The terminal differentiation of the tubular accessory glands in the postecdysial male mealworm beetle, T. molitor, is characterized by the synthesis of 4 major groups of proteins as analyzed by 1-dimensional SDS[sodium dodecyl sulfate]-polyacrylamide gel electrophoresis. On 2-dimensional gels (SDS and pI [isoelectric point]), 2 of these groups of proteins (A and B) are acidic in nature and have apparent MW of 17,500 and 18,800, respectively.

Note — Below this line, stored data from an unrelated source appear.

//! Scheduler plus web server.

use std::path::PathBuf;
use std::sync::Arc;

use anyhow::Result;
use clap::Args;
use colored::Colorize;

use warden_core::config::WardenConfig;
use warden_core::sync::new_gate;
use warden_web::AppState;

use super::run::{drain, Scheduler};
use super::Services;

#[derive(Args)]
pub struct ServeArgs {
    /// Port to listen on (overrides [web] port)
    #[arg(long)]
    pub port: Option<u16>,

    /// Host to bind to (overrides [web] host)
    #[arg(long)]
    pub host: Option<String>,

    /// Also write logs to a daily rolling file
    #[arg(long)]
    pub log: bool,

    /// Directory for log files
    #[arg(long, default_value = "logs")]
    pub log_dir: PathBuf,
}

pub async fn execute(args: ServeArgs, config: &WardenConfig) -> Result<()> {
    let host = args.host.unwrap_or_else(|| config.web.host.clone());
    let port = args.port.unwrap_or(config.web.port);

    let services = Services::connect(config).await?;
    let ctx = services.context(config).await?;
    let gate = new_gate();

    println!();
    println!("  {} {}", "Warden".cyan().bold(), "War Notifications".bold());
    println!();
    println!("  {}        http://{}:{}/api", "API".green(), host, port);
    println!("  {}     http://{}:{}/health", "Health".green(), host, port);
    println!(
        "  {}   every {}s, {} corporations, {} channels",
        "Schedule".green(),
        config.sync.interval_secs,
        ctx.corporations.len(),
        ctx.channels.len()
    );
    if args.log {
        println!("  {}       {}", "Logs".green(), args.log_dir.display());
    }
    println!();
    println!("  {}", "Ctrl+C to stop".dimmed());
    println!();

    let scheduler = Scheduler {
        ctx: ctx.clone(),
        tracked: config.corporations.clone(),
        interval: config.sync.interval(),
        gate: gate.clone(),
    };
    let state = AppState::new(Arc::new(ctx), gate.clone());

    tokio::select! {
        _ = scheduler.run() => {}
        result = warden_web::run_server(state, &host, port) => result?,
        _ = tokio::signal::ctrl_c() => drain(&gate).await,
    }

    Ok(())
}
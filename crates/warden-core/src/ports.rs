//! Collaborator interfaces consumed by the sync pipeline.
//!
//! Implementations live in sibling crates (ESI client, Discord transport)
//! and in [`crate::store`].

use std::collections::HashSet;

use async_trait::async_trait;
use chrono::{DateTime, Utc};

use crate::error::WardenResult;
use crate::model::{AllianceId, Channel, Corporation, CorporationId, LedgerEntry, War, WarId};
use crate::notification::NotificationPayload;

/// Read access to the upstream game API. The implementation owns the
/// credential it authenticates with.
#[async_trait]
pub trait WarApi: Send + Sync {
    /// War ids currently visible to the credential.
    async fn war_ids(&self) -> WardenResult<Vec<WarId>>;

    async fn war(&self, war_id: WarId) -> WardenResult<War>;

    async fn alliance_name(&self, alliance_id: AllianceId) -> WardenResult<String>;

    async fn corporation_name(&self, corporation_id: CorporationId) -> WardenResult<String>;

    /// Public corporation sheet (name, alliance, war eligibility).
    async fn corporation(&self, corporation_id: CorporationId) -> WardenResult<Corporation>;
}

/// Global war records: which war ids have ever been fetched in detail.
#[async_trait]
pub trait WarRecordStore: Send + Sync {
    async fn has_record(&self, war_id: WarId) -> WardenResult<bool>;

    async fn save_record(&self, war: &War) -> WardenResult<()>;

    async fn remove_record(&self, war_id: WarId) -> WardenResult<()>;

    /// Drop every record whose id is not in `keep`; returns how many went.
    async fn prune_records(&self, keep: &HashSet<WarId>) -> WardenResult<usize>;

    async fn record_ids(&self) -> WardenResult<Vec<WarId>>;

    async fn clear(&self) -> WardenResult<usize>;
}

/// Per-corporation ledger of last-notified war snapshots.
#[async_trait]
pub trait WarLedger: Send + Sync {
    async fn entry(
        &self,
        corporation_id: CorporationId,
        war_id: WarId,
    ) -> WardenResult<Option<LedgerEntry>>;

    async fn entries(&self, corporation_id: CorporationId) -> WardenResult<Vec<LedgerEntry>>;

    async fn upsert(
        &self,
        corporation_id: CorporationId,
        war: &War,
        observed_at: DateTime<Utc>,
    ) -> WardenResult<()>;

    async fn wipe(&self, corporation_id: CorporationId) -> WardenResult<usize>;
}

/// Notification fan-out. Delivery failures are the transport's to log;
/// the pipeline never sees them.
#[async_trait]
pub trait Notifier: Send + Sync {
    async fn dispatch(&self, channels: &[Channel], payload: &NotificationPayload);
}
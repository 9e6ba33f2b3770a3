use axum::extract::State;
use axum::http::StatusCode;
use axum::response::IntoResponse;
use axum::Json;
use gatewarden_common::Policy;
use gatewarden_store::{ReloadOutcome, RollbackOutcome};
use serde::Deserialize;
use serde_json::{json, Value};

use crate::state::SharedState;

/// GET /api/config
///
/// Returns the currently effective policy snapshot.
pub async fn get_config(State(state): State<SharedState>) -> Json<Value> {
    let snapshot = state.engine.store().current();
    Json(json!({
        "version": snapshot.version,
        "applied_at": snapshot.applied_at.to_rfc3339(),
        "healthy": snapshot.healthy,
        "policies": snapshot.policies
    }))
}

/// POST /api/config/reload
///
/// Triggers a manual reload from the policy source. A reload that races an
/// in-flight one returns the in-flight outcome.
pub async fn reload(State(state): State<SharedState>) -> impl IntoResponse {
    // The store blocks on file I/O and validation; keep it off the
    // async workers.
    let store = state.engine.store().clone();
    let outcome = tokio::task::spawn_blocking(move || store.reload())
        .await
        .expect("reload task panicked");

    match outcome {
        ReloadOutcome::Applied { version } => {
            state.metrics.reloads_total.with_label_values(&["applied"]).inc();
            tracing::info!(version, "manual reload applied");
            (
                StatusCode::OK,
                Json(json!({ "status": "applied", "version": version })),
            )
        }
        ReloadOutcome::Unchanged => {
            state.metrics.reloads_total.with_label_values(&["unchanged"]).inc();
            (StatusCode::OK, Json(json!({ "status": "unchanged" })))
        }
        ReloadOutcome::Rejected { errors } => {
            state.metrics.reloads_total.with_label_values(&["rejected"]).inc();
            (
                StatusCode::BAD_REQUEST,
                Json(json!({ "status": "rejected", "errors": errors })),
            )
        }
        ReloadOutcome::Failed { error } => {
            state.metrics.reloads_total.with_label_values(&["failed"]).inc();
            (
                StatusCode::INTERNAL_SERVER_ERROR,
                Json(json!({ "status": "failed", "error": error })),
            )
        }
    }
}

/// GET /api/config/history
///
/// Returns the bounded snapshot history, oldest first.
pub async fn get_history(State(state): State<SharedState>) -> Json<Value> {
    let current = state.engine.store().current();
    let entries: Vec<Value> = state
        .engine
        .store()
        .history()
        .iter()
        .map(|snapshot| {
            json!({
                "version": snapshot.version,
                "applied_at": snapshot.applied_at.to_rfc3339(),
                "policy_count": snapshot.policies.len()
            })
        })
        .collect();

    Json(json!({
        "current_version": current.version,
        "history": entries
    }))
}

/// Request body for a rollback. Omitting `version` targets the most
/// recent history entry.
#[derive(Debug, Default, Deserialize)]
pub struct RollbackRequest {
    pub version: Option<u64>,
}

/// POST /api/config/rollback
///
/// Re-validates a historical snapshot and, if still valid, makes it
/// current under a new version number.
pub async fn rollback(
    State(state): State<SharedState>,
    body: Option<Json<RollbackRequest>>,
) -> impl IntoResponse {
    let wanted = body.map(|Json(req)| req.version).unwrap_or(None);

    let store = state.engine.store().clone();
    let outcome = tokio::task::spawn_blocking(move || store.rollback(wanted))
        .await
        .expect("rollback task panicked");

    match outcome {
        RollbackOutcome::Applied {
            version,
            restored_from,
        } => {
            state.metrics.rollbacks_total.with_label_values(&["applied"]).inc();
            tracing::info!(version, restored_from, "manual rollback applied");
            (
                StatusCode::OK,
                Json(json!({
                    "status": "applied",
                    "version": version,
                    "restored_from": restored_from
                })),
            )
        }
        RollbackOutcome::Rejected { reason } => {
            state.metrics.rollbacks_total.with_label_values(&["rejected"]).inc();
            (
                StatusCode::BAD_REQUEST,
                Json(json!({ "status": "rejected", "reason": reason })),
            )
        }
    }
}

/// POST /api/config/validate
///
/// Runs the store's validator against a candidate policy set without
/// applying it.
pub async fn validate(
    State(state): State<SharedState>,
    Json(candidate): Json<Vec<Policy>>,
) -> Json<Value> {
    match state.engine.store().validate_candidate(&candidate) {
        Ok(()) => Json(json!({ "valid": true, "policy_count": candidate.len() })),
        Err(errors) => Json(json!({ "valid": false, "errors": errors })),
    }
}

A 3rd protein group (C) is heterogeneous with respect to isoelectric point (neutral to basic) and has a MW of .apprx. 21,900. The 4th class of proteins (D) is divisible into 2 subgroups on the basis of isoelectric points and has MW ranging from 26,400-29,100. Antibodies were produced to the soluble portion of mature tubular accessory glands. The preparations of heterologous antisera were shown to be gland specific following absorption with bean-shaped accessory gland homogenates and ammonium sulfate fractionation. The 1st appearance and subsequent accumulation during postecdysial maturation of some of these proteins were determined by crossed immunoelectrophoresis. The A and B proteins are detected immunologically, initially in the late pupa, and their quantities remain unchanged until shortly after adult eclosion. During the 8 days following adult eclosion each of these proteins increases in quantity from .apprx. 10-7000 ng. A 3rd immunoreactive protein appears in the 2-day old adult and increases to .apprx. 960 ng over the following 6 days. The identity of this antigen is uncertain although it may represent either the C or the D protein. Based on crossed immunoelectrophoresis, it is evident that at least 2 of these tubular accessory gland antigens contribute to the spermatophore.